Luciferase reporter assay

The luciferase reporter assay was performed with the Beta-Glo assay system (Promega, Madison, WI, USA). HUVECs seeded on 24-well plates at 50% confluence in Opti-MEM (Life Technologies/Thermo Fisher Scientific) were transfected with 0.2 µg of reporter plasmid. HUVECs were incubated for 24 h in normal growth medium and then treated with 100 μM of fenofibric acid or vehicle (DMSO). Luciferase assays were performed 48 h after fenofibric acid treatment. Luciferase activity was normalized to the β-gal activity level.

Type 1 diabetes rat model

Type 1 diabetes was induced in male Wistar rats by an intraperitoneal injection of STZ (60 mg/kg). Briefly, 6 to 8 weeks after STZ injection, the rats were fed pemafibrate (10 mg/kg) for 2 weeks. Intravitreal injection of control or Thbd siRNA was performed 6 and 7 weeks after STZ injections. The rats were euthanized 8 weeks after STZ injection. Rats in which blood glucose levels were greater than 300 mg/dl at tissue harvesting were defined as diabetic and used for the experiments.

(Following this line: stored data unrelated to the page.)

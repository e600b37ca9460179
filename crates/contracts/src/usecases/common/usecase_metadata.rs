/// Identification of a use case in the console (tab keys, titles)
pub trait UseCaseMetadata {
    /// Index, e.g. "u501"
    fn usecase_index() -> &'static str;

    /// Technical name, e.g. "send_campaign"
    fn usecase_name() -> &'static str;

    /// Title shown in the UI
    fn display_name() -> &'static str;

    fn description() -> &'static str {
        ""
    }

    /// Full key, e.g. "u501_send_campaign"
    fn full_name() -> String {
        format!("{}_{}", Self::usecase_index(), Self::usecase_name())
    }
}
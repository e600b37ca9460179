use serde::{Deserialize, Serialize};

#[derive(Debug, Clone, PartialEq, Serialize, Deserialize)]
pub struct CustomParam {
    pub name: String,
    pub value: String,
}

/// Per-recipient parameter set
#[derive(Debug, Clone, PartialEq, Serialize, Deserialize)]
#[serde(rename_all = "camelCase")]
pub struct ContactParams {
    pub phone: String,
    pub name: String,
    pub custom_params: Vec<CustomParam>,
}

/// Bulk template send, one parameter set per contact
#[derive(Debug, Clone, PartialEq, Serialize, Deserialize)]
#[serde(rename_all = "camelCase")]
pub struct SendTemplateMessagesRequest {
    pub template_name: String,
    pub broadcast_name: String,
    pub language_code: String,
    #[serde(default, skip_serializing_if = "Option::is_none")]
    pub channel_number: Option<String>,
    pub contacts: Vec<ContactParams>,
}

/// Single-recipient template send
#[derive(Debug, Clone, PartialEq, Serialize, Deserialize)]
#[serde(rename_all = "camelCase")]
pub struct SendTemplateMessageRequest {
    pub template_name: String,
    pub broadcast_name: String,
    pub language_code: String,
    #[serde(default, skip_serializing_if = "Option::is_none")]
    pub channel_number: Option<String>,
    pub phone: String,
    pub parameters: Vec<CustomParam>,
}

impl SendTemplateMessagesRequest {
    /// Campaign name falls back to the template name
    pub fn broadcast_name_or_template(name: &str, template_name: &str) -> String {
        if name.trim().is_empty() {
            template_name.to_string()
        } else {
            name.trim().to_string()
        }
    }
}

#[cfg(test)]
mod tests {
    use super::*;
    use serde_json::json;

    #[test]
    fn test_wire_shape() {
        let req = SendTemplateMessagesRequest {
            template_name: "offer".into(),
            broadcast_name: "Kharif".into(),
            language_code: "en".into(),
            channel_number: None,
            contacts: vec![ContactParams {
                phone: "919876543210".into(),
                name: "Ramesh".into(),
                custom_params: vec![CustomParam {
                    name: "village".into(),
                    value: "Wai".into(),
                }],
            }],
        };
        assert_eq!(
            serde_json::to_value(&req).unwrap(),
            json!({
                "templateName": "offer",
                "broadcastName": "Kharif",
                "languageCode": "en",
                "contacts": [{
                    "phone": "919876543210",
                    "name": "Ramesh",
                    "customParams": [{"name": "village", "value": "Wai"}]
                }]
            })
        );
    }

    #[test]
    fn test_broadcast_name_fallback() {
        assert_eq!(SendTemplateMessagesRequest::broadcast_name_or_template("  ", "offer"), "offer");
        assert_eq!(SendTemplateMessagesRequest::broadcast_name_or_template(" Rabi ", "offer"), "Rabi");
    }
}
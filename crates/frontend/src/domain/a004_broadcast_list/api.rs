use crate::shared::network::{api, ApiError, Endpoint, NetworkManager};
use contracts::domain::a004_broadcast_list::{BroadcastList, ListKind, ListRef, SaveBroadcastListDto};
use contracts::shared::envelope::extract_items;

struct ListEndpoints {
    list: Endpoint,
    get: Endpoint,
    create: Endpoint,
    update: Endpoint,
    delete: Endpoint,
}

fn endpoints(kind: ListKind) -> ListEndpoints {
    match kind {
        ListKind::FarmerList => ListEndpoints {
            list: api::FARMER_LISTS_LIST,
            get: api::FARMER_LIST_GET,
            create: api::FARMER_LIST_CREATE,
            update: api::FARMER_LIST_UPDATE,
            delete: api::FARMER_LIST_DELETE,
        },
        ListKind::ContactList => ListEndpoints {
            list: api::CONTACT_LISTS_LIST,
            get: api::CONTACT_LIST_GET,
            create: api::CONTACT_LIST_CREATE,
            update: api::CONTACT_LIST_UPDATE,
            delete: api::CONTACT_LIST_DELETE,
        },
    }
}

/// Every saved list of one kind
pub async fn fetch_lists(kind: ListKind) -> Result<Vec<BroadcastList>, ApiError> {
    let body = NetworkManager::new(endpoints(kind).list).call().await?;
    Ok(extract_items(&body, BroadcastList::ITEMS_KEYS)
        .into_iter()
        .filter_map(|v| serde_json::from_value(v).ok())
        .collect())
}

/// Full list with members
pub async fn fetch_list(list: &ListRef) -> Result<BroadcastList, ApiError> {
    let body = NetworkManager::new(endpoints(list.kind).get)
        .with_id(&list.id)
        .call()
        .await?;
    BroadcastList::from_body(&body)
        .ok_or_else(|| ApiError::Decode(format!("list {} has an unexpected shape", list.id)))
}

/// Create when `id` is `None`, update otherwise
pub async fn save_list(
    kind: ListKind,
    id: Option<&str>,
    dto: &SaveBroadcastListDto,
) -> Result<(), ApiError> {
    let eps = endpoints(kind);
    let manager = match id {
        Some(id) => NetworkManager::new(eps.update).with_id(id),
        None => NetworkManager::new(eps.create),
    };
    manager.send(dto).await.map(|_| ())
}

pub async fn delete_list(list: &ListRef) -> Result<(), ApiError> {
    NetworkManager::new(endpoints(list.kind).delete)
        .with_id(&list.id)
        .call()
        .await
        .map(|_| ())
}
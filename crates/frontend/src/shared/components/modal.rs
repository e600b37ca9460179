use leptos::prelude::*;
use thaw::*;

/// Dialog with a title, a body and an action row.
/// Closing through the backdrop sets `open` to false like the Close button.
#[component]
pub fn Modal(
    open: RwSignal<bool>,
    #[prop(into)]
    title: Signal<String>,
    children: Children,
    #[prop(optional)]
    actions: Option<ChildrenFn>,
) -> impl IntoView {
    view! {
        <Dialog open=open>
            <DialogSurface>
                <DialogBody>
                    <DialogTitle>{move || title.get()}</DialogTitle>
                    <DialogContent>{children()}</DialogContent>
                    <DialogActions>
                        {actions.map(|a| a())}
                    </DialogActions>
                </DialogBody>
            </DialogSurface>
        </Dialog>
    }
}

Retinal vascular leukostasis ssay

The retinal vascular leukostasis assay was performed as described previously38. Briefly, rats were deeply anesthetized, and PBS was injected into the left ventricle. The anesthetized rats were perfused with PBS to remove nonadherent leukocytes in vessels. After injection of PBS, FITC-conjugated concanavalin-A (40 μg/ml) (Vector Laboratories, Burlingame, CA, USA) was injected into the left ventricle. The retinas were surgically isolated and then flat mounted. FITC-labeled adherent leukocytes in the vasculature were counted under a fluorescence microscope by an operator masked to treatment allocation.

Measurement of vascular leakage in the retina

Vascular leakage in the rat retinas was investigated using fluorescein angiography, as previously described52. Briefly, rats were deeply anesthetized, and FITC-dextran (Sigma-Aldrich, St. Louis, MO, USA) was injected into the left ventricle. After 5 min, the retinas were flat mounted and observed under a fluorescence microscope. Vascular leakage was quantitatively analyzed using Image J software by determining florescence intensities of FITC-dextran in the retina vessels.

Study approval

All animal protocols in this study were performed in accordance with the institutional guidelines and were approved by the St. Marianna University Graduate School of Medicine Institutional Animal Care and Use Committee.